There is enough oil available today, and the stocks situation certainly has improved. But the paucity of spare capacity in the event of a supply disruption means the market today is poised on a razor's edge psychologically, if not in terms of actual physical fundamentals.

Unless there is a stunning demand shock along the lines of the Asian meltdown of the late 1990s, Rousseau contends that "the global supply-demand balance should remain tight in the coming years...

OPEC capacity additions

IEA puts additions to OPEC capacity at 370,000 b/d by yearend and a further 2.1 million b/d in 2005-07.

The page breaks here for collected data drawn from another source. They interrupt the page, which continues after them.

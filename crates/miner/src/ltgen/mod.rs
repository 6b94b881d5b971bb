//! Ltgen module — template generation strategies.
//!
//! - `traits.rs`: strategy contract, per-line outcome, training lifecycle
//! - `import.rs`: definition catalog matching
//! - `crf.rs`: sequence labeling with a trained model
//! - `heuristic.rs`: word-class baseline
//! - `split.rs`: tokenizer contract

pub mod traits;
pub mod split;
pub mod import;
pub mod crf;
pub mod heuristic;

use serde::{Deserialize, Serialize};

use crate::conf::MinerConfig;
use crate::crf::LabelWord;
use crate::error::Result;

pub use traits::{commit, Outcome, TemplateGenerator, Trainable, Transition};
pub use split::{Tokenizer, WordSplitter};
pub use import::ImportGen;
pub use crf::CrfGen;
pub use heuristic::HeuristicGen;

#[derive(Debug, Clone, Copy, PartialEq, Eq, Serialize, Deserialize)]
#[serde(rename_all = "lowercase")]
pub enum GenMethod {
    Import,
    Crf,
    Heuristic,
}

impl std::str::FromStr for GenMethod {
    type Err = String;

    fn from_str(s: &str) -> std::result::Result<Self, Self::Err> {
        match s {
            "import" => Ok(GenMethod::Import),
            "crf" => Ok(GenMethod::Crf),
            "heuristic" => Ok(GenMethod::Heuristic),
            other => Err(format!("unknown template generation method {:?}", other)),
        }
    }
}

/// Build the configured strategy. A CRF strategy must find its model here.
pub fn init_ltgen(
    conf: &MinerConfig,
    method: GenMethod,
    tokenizer: &dyn Tokenizer,
) -> Result<Box<dyn TemplateGenerator>> {
    let gen: Box<dyn TemplateGenerator> = match method {
        GenMethod::Import => Box::new(ImportGen::from_config(conf, tokenizer)?),
        GenMethod::Crf => Box::new(CrfGen::for_tagging(&conf.crf)?),
        GenMethod::Heuristic => Box::new(HeuristicGen::new(
            LabelWord::new(conf.crf.known_hosts.iter().cloned()),
            &conf.heuristic,
        )),
    };
    tracing::info!(method = gen.name(), "template generator ready");
    Ok(gen)
}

So where are the OPEC capacity additions coming from, according to IEA?

While Saudi Arabia is adding 650,000 b/d of capacity this year and another 300,000 b/d in 2006, IEA doesn't factor in those volumes because Saudi Arabia must add 600,000-800,000 b/d of new production each year to offset field declines.

Venezuela's synthetic crude output from the Orinoco extra-heavy crude upgraders is estimated to reach 620,000 b/d later this year and 660,000 b/d by 2007.

Kuwait is likely to increase capacity by 150,000 b/d, to 2.5 million b/d this year, with added increments totaling 450,000 b/d by 2007.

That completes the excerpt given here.